(I'm catching up on my blog for 2014)
The spring of 2014 was not a pleasant start. Close to the end of March I was finally able to get into the bee yard to feed the bees.
I lifted the hive tops off to insert baggies of honey but instead of being met by a cluster of bees on the top frames I was met with silence.
It was awful. Dead hives.
It started with six dead and as I continued it increased to 10. One hive was so tiny it had only about 25 bees - a write off and considered dead. Another had a small cluster that looked like it might survive but it didn't.
It was my first experience with over-wintering hive deaths. I had been lucky for over five years but not any more.
I knew the bees were weak going into winter. The whole summer of 2013 they didn't reach peak numbers and they were constantly requeening.
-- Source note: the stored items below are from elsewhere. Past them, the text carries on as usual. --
// Challenge Generation — the end-to-end pipeline that turns an uploaded
// job posting into a persisted challenge draft.
//
// Flow: extract text → translate → tech-stack inference → LLM challenge
// generation → best-effort draft auto-save. Step status and intermediate
// artifacts are surfaced to the caller even when a step fails.

pub mod generator;
pub mod handlers;
pub mod pipeline;
pub mod prompts;
mod cache;
mod config;
mod db;
mod drafts;
mod errors;
mod extraction;
mod generation;
mod llm_client;
mod models;
mod routes;
mod sections;
mod state;
mod techstack;
mod translate;

use anyhow::Result;
use aws_config::Region;
use aws_sdk_s3::config::Credentials;
use std::net::SocketAddr;
use tower_http::{cors::CorsLayer, trace::TraceLayer};
use tracing::info;
use tracing_subscriber::{layer::SubscriberExt, util::SubscriberInitExt, EnvFilter};

use crate::config::Config;
use crate::db::create_pool;
use crate::llm_client::LlmClient;
use crate::routes::build_router;
use crate::state::AppState;

#[tokio::main]
async fn main() -> Result<()> {
    // Load configuration first (fails fast, listing every missing env var)
    let config = Config::from_env()?;

    // Initialize structured logging
    tracing_subscriber::registry()
        .with(EnvFilter::try_from_default_env().unwrap_or_else(|_| {
            EnvFilter::new(format!("{}={}", env!("CARGO_PKG_NAME"), &config.rust_log))
        }))
        .with(tracing_subscriber::fmt::layer())
        .init();

    info!("Starting Forge API v{}", env!("CARGO_PKG_VERSION"));

    // Initialize PostgreSQL
    let db = create_pool(&config.database_url).await?;

    // Initialize Redis (draft detail cache)
    let redis = redis::Client::open(config.redis_url.clone())?;
    info!("Redis client initialized");

    // Initialize S3 / MinIO (upload archive)
    let s3 = build_s3_client(&config).await;
    info!("S3 client initialized");

    // Initialize LLM client
    let llm = LlmClient::new(config.anthropic_api_key.clone());
    info!("LLM client initialized (model: {})", llm_client::MODEL);

    // Build app state
    let state = AppState {
        db,
        redis,
        s3,
        llm,
        config: config.clone(),
    };

    // Build router
    let app = build_router(state)
        .layer(TraceLayer::new_for_http())
        .layer(CorsLayer::permissive()); // TODO: tighten CORS in production

    let addr: SocketAddr = format!("0.0.0.0:{}", config.port).parse()?;
    info!("Listening on {addr}");

    let listener = tokio::net::TcpListener::bind(addr).await?;
    axum::serve(listener, app).await?;

    Ok(())
}

/// Constructs an S3 client configured for MinIO (local) or AWS (production).
async fn build_s3_client(config: &Config) -> aws_sdk_s3::Client {
    let credentials = Credentials::new(
        &config.aws_access_key_id,
        &config.aws_secret_access_key,
        None,
        None,
        "forge-static",
    );

    let s3_config = aws_config::defaults(aws_config::BehaviorVersion::latest())
        .region(Region::new("us-east-1"))
        .credentials_provider(credentials)
        .endpoint_url(&config.s3_endpoint)
        .load()
        .await;

    aws_sdk_s3::Client::new(&s3_config)
}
I knew it was neonics. For the first time corn was planted across the road - about 400 acres of it. That's a lot of neonics blowing in the wind, in the soil, in the water, in everything.
When it got warmer I returned to clean up the dead hives. I pulled frame after frame and saw lots of bees--dead and resting on the combs. As I lifted supers I found them very heavy with honey. Some frames had dead bees dunked down in empty cells but every hive had honey.
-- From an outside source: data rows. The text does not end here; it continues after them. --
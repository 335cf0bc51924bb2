// LLM prompt constants for tech-stack extraction.

/// System prompt — enforces JSON-only output in the TechStackConfig shape.
pub const TECH_STACK_SYSTEM: &str =
    "You are an expert technical recruiter and software architect. \
    Analyze a job offer and infer the role's technology profile. \
    You MUST respond with valid JSON only. \
    Do NOT include any text outside the JSON object. \
    Do NOT use markdown code fences. \
    Do NOT include explanations or apologies.";

/// Extraction prompt template.
/// Replace: {formatted_text}, {existing_config}, {issue_description}
pub const TECH_STACK_PROMPT_TEMPLATE: &str = r#"Analyze the following job offer and produce a technology profile for generating a coding challenge.

Return a JSON object with this EXACT schema (all fields optional except version):
{
  "version": 1,
  "role_title": "Backend Engineer",
  "seniority": "senior",
  "primary_stack": ["Rust", "PostgreSQL"],
  "secondary_stack": ["Docker", "Kafka"],
  "domain": "fintech",
  "difficulty": "medium",
  "focus_areas": ["API design", "data modeling"],
  "constraints": ["must run offline", "no external services"],
  "allowed_tools": ["any open-source library"],
  "disallowed_tools": ["AI code assistants"],
  "output_language": "en",
  "company_description": null
}

Rules:
- primary_stack: technologies the candidate will be evaluated on — the ones the job offer treats as required.
- secondary_stack: nice-to-have technologies mentioned in passing.
- seniority: "junior", "mid", "senior", "staff", "principal", or "unknown".
- difficulty: "easy", "medium", or "hard", inferred from seniority and scope.
- Merge with the existing config below: keep its values unless the job offer clearly contradicts them.

EXISTING CONFIG (may be empty):
{existing_config}

ISSUE DESCRIPTION from the hiring team (may be empty):
{issue_description}

JOB OFFER:
{formatted_text}"#;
It was not a good feeling as I'm sure you can relate.
I gave all the living hives baggies of warmed honey and I ordered pollen patties and planned to return in a couple days to put them on the hives. But I came down sick and didn't return until a week later. As I was putting the patties on I discovered one more hive had died. This was more painful since they were alive a week ago. They had not eaten the honey even though temperatures had been warm enough. They should have been able to break cluster.
When disassembling the hives the frames were so packed full of dead bees that I got the feeling that the hives collapsed early in winter. These hives didn't peter down slowly and get weaker and weaker. It was like a massive die off.
Very depressing. It was not a pleasant spring.
With our recent move in April 2014 to two new yards we are hopefully in a more healthy spot for the bees and father away from corn. Finding healthy places for bees is becoming a real challenge for beekeepers these days.